Stored data:
- - - - -
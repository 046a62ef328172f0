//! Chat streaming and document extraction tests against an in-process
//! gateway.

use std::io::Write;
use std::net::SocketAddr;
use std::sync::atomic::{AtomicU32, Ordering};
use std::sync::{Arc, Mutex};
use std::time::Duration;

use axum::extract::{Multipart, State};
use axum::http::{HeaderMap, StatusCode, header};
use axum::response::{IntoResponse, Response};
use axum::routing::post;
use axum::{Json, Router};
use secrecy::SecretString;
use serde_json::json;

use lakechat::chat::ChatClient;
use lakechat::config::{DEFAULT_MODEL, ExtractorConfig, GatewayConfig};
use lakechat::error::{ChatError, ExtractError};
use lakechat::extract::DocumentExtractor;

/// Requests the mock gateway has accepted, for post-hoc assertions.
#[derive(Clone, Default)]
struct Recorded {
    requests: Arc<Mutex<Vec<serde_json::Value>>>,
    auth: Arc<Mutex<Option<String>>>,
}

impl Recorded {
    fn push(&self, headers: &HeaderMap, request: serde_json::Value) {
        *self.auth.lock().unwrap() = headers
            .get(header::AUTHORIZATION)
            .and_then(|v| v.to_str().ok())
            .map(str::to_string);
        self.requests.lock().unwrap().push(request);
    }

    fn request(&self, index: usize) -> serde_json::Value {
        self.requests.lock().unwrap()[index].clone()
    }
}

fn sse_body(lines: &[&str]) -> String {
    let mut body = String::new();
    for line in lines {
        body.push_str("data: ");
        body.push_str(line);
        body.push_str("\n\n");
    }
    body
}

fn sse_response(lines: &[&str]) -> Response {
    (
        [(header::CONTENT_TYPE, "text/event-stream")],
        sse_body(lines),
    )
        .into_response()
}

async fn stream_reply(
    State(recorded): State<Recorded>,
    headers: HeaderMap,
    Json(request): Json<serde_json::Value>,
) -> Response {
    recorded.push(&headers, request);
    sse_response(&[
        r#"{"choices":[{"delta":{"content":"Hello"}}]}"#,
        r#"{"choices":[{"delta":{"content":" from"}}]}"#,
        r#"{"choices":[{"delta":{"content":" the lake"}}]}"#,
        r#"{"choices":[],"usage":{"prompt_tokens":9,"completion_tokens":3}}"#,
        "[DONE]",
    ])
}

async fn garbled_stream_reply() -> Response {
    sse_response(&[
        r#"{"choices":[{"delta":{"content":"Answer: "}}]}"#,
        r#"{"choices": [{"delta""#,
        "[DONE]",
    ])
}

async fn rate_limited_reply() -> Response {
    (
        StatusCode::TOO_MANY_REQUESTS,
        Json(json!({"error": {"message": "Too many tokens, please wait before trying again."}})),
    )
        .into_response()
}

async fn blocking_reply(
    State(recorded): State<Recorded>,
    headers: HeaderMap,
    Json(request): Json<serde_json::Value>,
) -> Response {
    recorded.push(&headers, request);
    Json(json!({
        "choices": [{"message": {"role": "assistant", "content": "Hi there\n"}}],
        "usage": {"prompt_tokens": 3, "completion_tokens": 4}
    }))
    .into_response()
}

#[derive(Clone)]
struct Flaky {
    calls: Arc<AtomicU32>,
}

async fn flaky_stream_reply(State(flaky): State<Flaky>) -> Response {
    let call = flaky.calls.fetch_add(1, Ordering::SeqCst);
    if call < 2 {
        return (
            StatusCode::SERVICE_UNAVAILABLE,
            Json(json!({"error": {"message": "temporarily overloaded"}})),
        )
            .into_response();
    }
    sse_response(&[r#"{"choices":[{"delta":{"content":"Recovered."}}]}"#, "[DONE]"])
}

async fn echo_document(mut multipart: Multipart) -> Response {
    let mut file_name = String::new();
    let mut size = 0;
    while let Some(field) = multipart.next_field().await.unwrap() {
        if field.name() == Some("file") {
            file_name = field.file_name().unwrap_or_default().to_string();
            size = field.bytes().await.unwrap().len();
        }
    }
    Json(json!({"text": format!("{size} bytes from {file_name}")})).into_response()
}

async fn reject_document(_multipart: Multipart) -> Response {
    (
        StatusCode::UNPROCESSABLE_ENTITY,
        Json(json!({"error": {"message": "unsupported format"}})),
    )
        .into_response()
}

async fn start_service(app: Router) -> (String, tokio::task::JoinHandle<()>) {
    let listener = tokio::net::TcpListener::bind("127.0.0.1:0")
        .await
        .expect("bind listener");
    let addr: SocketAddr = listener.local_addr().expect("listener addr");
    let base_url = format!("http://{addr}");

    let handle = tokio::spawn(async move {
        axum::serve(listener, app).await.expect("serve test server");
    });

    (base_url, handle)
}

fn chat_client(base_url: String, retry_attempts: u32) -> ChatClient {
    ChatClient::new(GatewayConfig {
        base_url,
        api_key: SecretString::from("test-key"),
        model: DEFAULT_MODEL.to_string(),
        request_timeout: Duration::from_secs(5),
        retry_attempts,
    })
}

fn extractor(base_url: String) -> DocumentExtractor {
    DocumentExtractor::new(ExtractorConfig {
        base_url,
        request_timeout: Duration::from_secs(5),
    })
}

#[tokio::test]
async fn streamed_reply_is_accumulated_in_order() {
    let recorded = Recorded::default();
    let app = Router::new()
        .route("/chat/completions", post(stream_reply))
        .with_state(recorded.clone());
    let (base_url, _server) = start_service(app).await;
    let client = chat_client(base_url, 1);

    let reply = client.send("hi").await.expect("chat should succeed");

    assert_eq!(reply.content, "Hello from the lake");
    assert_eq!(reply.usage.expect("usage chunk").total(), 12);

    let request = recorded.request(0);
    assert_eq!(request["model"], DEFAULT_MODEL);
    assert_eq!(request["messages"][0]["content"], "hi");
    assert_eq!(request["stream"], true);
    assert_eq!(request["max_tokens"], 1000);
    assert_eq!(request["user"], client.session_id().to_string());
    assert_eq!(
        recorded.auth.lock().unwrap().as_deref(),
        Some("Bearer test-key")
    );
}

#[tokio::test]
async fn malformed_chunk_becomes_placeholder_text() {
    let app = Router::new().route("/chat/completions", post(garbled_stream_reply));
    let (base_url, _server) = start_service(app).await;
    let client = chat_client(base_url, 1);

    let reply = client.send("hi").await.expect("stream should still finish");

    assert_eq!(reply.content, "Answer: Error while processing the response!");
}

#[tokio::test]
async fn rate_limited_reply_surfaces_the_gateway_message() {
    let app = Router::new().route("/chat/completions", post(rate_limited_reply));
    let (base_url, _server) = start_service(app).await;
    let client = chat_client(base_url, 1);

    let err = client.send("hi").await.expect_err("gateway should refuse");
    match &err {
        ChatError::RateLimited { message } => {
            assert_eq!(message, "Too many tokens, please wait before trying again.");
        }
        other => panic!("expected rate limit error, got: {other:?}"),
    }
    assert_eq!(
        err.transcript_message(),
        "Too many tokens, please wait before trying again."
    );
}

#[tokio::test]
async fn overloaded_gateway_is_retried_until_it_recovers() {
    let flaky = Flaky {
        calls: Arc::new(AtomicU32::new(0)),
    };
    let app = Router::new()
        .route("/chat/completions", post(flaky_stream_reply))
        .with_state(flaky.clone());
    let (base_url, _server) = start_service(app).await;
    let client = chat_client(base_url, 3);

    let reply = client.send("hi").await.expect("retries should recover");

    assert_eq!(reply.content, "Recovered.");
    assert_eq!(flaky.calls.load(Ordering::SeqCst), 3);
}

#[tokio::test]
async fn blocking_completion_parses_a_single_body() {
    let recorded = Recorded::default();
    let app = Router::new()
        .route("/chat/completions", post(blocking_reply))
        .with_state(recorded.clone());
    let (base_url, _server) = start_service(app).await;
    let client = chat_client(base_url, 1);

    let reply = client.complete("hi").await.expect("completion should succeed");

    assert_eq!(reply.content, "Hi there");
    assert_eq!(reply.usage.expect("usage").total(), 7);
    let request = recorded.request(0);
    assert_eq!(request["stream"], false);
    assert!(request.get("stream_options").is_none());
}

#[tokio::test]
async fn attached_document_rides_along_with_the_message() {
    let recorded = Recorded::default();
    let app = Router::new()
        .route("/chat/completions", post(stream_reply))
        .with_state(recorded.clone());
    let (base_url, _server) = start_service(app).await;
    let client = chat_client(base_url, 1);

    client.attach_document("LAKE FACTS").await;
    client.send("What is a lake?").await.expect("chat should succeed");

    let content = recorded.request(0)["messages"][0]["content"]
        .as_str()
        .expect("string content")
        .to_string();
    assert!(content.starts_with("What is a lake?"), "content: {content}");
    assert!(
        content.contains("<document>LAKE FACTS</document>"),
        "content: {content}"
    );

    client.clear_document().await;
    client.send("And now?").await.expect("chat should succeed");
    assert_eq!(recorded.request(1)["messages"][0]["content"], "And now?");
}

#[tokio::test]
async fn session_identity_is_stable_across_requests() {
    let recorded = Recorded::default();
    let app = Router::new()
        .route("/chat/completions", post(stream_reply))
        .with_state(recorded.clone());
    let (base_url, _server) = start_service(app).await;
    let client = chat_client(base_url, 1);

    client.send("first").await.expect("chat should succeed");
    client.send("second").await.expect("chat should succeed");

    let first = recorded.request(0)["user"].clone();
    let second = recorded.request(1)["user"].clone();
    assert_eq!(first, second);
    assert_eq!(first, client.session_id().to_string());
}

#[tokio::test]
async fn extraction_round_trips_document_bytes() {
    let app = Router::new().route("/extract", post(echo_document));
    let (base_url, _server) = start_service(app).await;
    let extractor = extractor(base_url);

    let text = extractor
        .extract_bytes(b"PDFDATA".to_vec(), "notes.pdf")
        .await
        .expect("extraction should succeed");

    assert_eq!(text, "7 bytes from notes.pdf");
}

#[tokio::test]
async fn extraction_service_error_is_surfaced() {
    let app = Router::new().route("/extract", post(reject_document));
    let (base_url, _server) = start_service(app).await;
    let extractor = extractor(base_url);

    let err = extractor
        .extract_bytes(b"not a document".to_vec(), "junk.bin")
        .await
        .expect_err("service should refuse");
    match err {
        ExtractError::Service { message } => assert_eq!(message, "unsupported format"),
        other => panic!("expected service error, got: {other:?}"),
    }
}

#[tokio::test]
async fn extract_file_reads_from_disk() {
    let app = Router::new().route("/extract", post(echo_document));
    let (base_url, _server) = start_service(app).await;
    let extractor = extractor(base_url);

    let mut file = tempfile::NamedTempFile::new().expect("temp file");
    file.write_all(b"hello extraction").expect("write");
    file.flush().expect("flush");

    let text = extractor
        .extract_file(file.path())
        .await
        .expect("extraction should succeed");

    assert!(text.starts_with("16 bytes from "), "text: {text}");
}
- - - - -
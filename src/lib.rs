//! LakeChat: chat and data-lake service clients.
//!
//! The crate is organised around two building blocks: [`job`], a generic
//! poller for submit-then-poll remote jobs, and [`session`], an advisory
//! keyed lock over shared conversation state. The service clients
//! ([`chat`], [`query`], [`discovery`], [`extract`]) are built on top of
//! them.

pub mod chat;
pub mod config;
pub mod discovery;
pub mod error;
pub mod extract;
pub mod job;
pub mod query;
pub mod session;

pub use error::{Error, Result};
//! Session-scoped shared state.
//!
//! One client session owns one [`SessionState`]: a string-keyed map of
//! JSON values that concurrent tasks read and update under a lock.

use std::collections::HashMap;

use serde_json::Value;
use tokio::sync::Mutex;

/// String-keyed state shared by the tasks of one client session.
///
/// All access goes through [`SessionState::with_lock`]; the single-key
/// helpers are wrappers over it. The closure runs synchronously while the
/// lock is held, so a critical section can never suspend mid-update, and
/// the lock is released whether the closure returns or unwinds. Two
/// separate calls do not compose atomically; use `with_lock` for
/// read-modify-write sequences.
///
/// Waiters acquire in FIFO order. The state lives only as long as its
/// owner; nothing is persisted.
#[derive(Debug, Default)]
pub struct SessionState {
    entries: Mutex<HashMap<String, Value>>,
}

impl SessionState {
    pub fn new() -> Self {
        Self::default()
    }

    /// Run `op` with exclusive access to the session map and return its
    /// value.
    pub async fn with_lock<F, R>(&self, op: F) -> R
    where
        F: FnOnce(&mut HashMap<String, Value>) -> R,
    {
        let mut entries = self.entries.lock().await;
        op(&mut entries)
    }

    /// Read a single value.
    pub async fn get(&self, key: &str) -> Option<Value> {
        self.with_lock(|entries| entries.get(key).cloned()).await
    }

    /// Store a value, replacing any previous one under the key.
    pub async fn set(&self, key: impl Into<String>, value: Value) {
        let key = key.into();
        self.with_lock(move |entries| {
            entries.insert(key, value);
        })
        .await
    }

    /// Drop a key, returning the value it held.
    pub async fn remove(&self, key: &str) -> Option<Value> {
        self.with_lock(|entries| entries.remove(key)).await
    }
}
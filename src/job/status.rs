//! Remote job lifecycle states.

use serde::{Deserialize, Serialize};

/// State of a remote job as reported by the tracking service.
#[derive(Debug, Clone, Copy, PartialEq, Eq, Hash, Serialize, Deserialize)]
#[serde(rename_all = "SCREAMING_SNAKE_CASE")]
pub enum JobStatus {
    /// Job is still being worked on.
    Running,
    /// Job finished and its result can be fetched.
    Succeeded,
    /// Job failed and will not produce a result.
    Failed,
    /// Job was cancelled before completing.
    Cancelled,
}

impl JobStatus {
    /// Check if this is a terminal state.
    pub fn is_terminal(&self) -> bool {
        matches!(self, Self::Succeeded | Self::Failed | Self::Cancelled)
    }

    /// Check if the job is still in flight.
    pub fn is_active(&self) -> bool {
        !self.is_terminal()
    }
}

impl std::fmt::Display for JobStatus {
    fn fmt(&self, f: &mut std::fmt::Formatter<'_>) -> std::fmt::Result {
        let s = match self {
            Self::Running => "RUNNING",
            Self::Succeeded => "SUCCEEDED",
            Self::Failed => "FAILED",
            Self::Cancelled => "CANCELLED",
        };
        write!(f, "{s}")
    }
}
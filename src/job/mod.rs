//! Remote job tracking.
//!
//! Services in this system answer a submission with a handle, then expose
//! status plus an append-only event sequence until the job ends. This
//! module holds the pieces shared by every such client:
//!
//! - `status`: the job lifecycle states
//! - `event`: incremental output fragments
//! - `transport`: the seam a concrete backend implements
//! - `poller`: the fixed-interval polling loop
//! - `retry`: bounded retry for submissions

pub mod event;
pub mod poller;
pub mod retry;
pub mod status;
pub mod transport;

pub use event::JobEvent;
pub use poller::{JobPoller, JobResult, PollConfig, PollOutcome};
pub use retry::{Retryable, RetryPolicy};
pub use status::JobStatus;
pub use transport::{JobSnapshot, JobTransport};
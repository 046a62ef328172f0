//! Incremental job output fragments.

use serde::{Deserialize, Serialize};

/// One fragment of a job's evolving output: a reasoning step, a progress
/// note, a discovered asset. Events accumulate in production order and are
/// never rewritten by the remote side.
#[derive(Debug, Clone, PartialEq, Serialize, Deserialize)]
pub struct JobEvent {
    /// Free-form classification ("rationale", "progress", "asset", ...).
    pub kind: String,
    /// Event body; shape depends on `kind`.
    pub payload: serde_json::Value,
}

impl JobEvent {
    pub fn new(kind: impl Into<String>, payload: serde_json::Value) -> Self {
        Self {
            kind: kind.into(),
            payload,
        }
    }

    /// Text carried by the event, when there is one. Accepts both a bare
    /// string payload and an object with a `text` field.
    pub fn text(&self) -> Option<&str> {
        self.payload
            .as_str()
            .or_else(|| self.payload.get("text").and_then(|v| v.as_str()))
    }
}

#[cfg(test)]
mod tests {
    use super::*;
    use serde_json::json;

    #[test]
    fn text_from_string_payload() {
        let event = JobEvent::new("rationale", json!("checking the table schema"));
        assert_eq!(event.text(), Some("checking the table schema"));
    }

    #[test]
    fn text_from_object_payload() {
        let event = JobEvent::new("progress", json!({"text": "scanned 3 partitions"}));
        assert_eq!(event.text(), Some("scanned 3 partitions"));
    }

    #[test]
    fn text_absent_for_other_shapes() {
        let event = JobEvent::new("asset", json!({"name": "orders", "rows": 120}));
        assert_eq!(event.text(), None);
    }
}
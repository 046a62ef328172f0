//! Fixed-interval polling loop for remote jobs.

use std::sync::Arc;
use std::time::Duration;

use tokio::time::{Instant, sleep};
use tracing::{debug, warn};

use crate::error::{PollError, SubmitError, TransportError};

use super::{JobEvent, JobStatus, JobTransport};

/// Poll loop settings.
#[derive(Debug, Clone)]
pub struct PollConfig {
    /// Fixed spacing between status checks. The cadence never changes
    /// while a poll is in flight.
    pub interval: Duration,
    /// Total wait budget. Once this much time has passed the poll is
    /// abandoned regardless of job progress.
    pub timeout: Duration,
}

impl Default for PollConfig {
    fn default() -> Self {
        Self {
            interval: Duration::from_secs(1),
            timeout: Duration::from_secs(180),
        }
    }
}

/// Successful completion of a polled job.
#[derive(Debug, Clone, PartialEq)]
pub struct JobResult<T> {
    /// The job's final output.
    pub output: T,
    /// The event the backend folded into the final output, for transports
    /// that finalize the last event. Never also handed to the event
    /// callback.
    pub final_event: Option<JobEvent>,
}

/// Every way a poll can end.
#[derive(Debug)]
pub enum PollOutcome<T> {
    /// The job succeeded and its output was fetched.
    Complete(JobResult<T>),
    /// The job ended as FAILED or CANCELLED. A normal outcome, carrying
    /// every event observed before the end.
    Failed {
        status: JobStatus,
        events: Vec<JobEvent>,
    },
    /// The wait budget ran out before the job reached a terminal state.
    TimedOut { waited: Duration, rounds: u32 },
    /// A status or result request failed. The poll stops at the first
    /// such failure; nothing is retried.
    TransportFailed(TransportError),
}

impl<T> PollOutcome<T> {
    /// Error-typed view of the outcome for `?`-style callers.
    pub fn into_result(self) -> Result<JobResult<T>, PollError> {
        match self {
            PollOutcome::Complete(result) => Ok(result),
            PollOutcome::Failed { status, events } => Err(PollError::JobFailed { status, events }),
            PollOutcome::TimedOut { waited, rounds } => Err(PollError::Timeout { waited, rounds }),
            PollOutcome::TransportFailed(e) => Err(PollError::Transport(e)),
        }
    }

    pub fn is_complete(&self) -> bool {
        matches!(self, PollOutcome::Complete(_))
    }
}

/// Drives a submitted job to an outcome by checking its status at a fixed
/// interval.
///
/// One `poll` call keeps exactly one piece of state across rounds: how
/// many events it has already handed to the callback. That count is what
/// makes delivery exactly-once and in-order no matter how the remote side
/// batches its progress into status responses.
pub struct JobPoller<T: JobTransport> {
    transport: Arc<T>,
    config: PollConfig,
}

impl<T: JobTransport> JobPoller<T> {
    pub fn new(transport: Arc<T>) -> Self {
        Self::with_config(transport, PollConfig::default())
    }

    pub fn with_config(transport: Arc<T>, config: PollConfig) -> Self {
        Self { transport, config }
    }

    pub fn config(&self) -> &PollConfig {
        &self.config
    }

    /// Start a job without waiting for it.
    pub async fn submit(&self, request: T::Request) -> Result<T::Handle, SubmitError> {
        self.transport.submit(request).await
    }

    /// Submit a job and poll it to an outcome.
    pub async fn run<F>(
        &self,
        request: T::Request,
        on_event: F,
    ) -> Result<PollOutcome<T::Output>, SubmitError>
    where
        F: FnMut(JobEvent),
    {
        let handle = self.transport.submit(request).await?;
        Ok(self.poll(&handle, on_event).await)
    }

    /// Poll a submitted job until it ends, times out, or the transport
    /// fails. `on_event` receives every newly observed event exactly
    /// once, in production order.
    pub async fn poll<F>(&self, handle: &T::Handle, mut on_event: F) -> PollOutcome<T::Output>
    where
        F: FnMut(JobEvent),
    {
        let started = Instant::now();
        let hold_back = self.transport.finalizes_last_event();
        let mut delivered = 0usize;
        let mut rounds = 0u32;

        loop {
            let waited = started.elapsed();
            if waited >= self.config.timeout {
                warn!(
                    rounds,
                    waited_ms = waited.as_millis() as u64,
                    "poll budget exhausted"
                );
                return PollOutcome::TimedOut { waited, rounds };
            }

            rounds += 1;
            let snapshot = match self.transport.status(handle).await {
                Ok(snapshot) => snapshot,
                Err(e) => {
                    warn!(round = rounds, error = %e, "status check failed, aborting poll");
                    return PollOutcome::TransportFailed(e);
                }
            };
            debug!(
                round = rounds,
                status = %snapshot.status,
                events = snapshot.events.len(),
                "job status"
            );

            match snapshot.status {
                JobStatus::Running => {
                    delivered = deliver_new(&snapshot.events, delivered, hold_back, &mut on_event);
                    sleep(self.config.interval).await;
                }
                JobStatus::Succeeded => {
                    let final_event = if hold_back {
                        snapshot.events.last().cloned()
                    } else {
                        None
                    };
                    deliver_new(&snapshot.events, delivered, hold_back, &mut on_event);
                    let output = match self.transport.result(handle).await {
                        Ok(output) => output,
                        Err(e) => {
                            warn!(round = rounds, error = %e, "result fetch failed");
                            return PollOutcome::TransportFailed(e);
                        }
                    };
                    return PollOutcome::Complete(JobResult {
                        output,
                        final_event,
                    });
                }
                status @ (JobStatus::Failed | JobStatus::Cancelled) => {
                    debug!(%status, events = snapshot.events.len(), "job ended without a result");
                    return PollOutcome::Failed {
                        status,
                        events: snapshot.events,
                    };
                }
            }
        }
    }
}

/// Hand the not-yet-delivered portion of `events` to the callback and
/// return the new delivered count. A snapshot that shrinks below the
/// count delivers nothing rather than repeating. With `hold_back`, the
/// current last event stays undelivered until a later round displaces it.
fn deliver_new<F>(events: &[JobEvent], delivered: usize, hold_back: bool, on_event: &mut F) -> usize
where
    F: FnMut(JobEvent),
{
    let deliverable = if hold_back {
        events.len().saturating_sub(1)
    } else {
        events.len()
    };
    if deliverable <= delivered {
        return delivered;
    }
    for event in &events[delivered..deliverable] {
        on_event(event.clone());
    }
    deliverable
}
- - - - -
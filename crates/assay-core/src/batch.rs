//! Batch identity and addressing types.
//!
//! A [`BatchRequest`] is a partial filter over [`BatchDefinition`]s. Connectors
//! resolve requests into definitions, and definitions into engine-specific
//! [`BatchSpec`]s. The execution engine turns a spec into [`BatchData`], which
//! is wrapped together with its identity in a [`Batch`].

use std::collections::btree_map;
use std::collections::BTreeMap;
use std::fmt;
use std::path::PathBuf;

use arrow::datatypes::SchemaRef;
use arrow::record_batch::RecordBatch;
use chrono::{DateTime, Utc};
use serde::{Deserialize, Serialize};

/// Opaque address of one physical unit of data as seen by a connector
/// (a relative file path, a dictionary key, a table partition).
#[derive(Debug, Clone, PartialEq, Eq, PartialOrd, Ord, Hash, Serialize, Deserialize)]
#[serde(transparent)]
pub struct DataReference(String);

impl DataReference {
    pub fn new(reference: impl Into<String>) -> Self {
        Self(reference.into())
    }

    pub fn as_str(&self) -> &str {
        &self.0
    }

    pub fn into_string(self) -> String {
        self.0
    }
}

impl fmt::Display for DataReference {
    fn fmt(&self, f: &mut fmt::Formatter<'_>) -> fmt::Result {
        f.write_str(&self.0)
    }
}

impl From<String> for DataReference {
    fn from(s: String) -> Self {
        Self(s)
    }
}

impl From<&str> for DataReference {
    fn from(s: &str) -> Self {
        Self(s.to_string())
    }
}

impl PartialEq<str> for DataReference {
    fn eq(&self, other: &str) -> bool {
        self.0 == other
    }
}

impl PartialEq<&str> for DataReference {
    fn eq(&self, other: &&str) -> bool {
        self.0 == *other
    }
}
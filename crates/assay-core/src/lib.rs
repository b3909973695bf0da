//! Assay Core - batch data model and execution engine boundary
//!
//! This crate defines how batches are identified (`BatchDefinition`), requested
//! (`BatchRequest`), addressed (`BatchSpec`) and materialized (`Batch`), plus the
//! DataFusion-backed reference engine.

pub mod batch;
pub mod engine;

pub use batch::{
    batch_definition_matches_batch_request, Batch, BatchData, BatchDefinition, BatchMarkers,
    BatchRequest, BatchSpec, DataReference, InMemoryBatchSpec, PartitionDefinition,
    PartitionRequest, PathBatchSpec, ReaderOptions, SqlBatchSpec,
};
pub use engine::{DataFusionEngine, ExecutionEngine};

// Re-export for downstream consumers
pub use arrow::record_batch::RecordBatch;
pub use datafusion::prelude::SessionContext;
- - - - -
TASK DESCRIPTION: Copy out the lines above exactly, beginning at the one that contains "pub async fn get(&self, key: &str)" and ending at the one that contains "let key = key.into();".

YOUR RESPONSE:
    pub async fn get(&self, key: &str) -> Option<Value> {
        self.with_lock(|entries| entries.get(key).cloned()).await
    }

    /// Store a value, replacing any previous one under the key.
    pub async fn set(&self, key: impl Into<String>, value: Value) {
        let key = key.into();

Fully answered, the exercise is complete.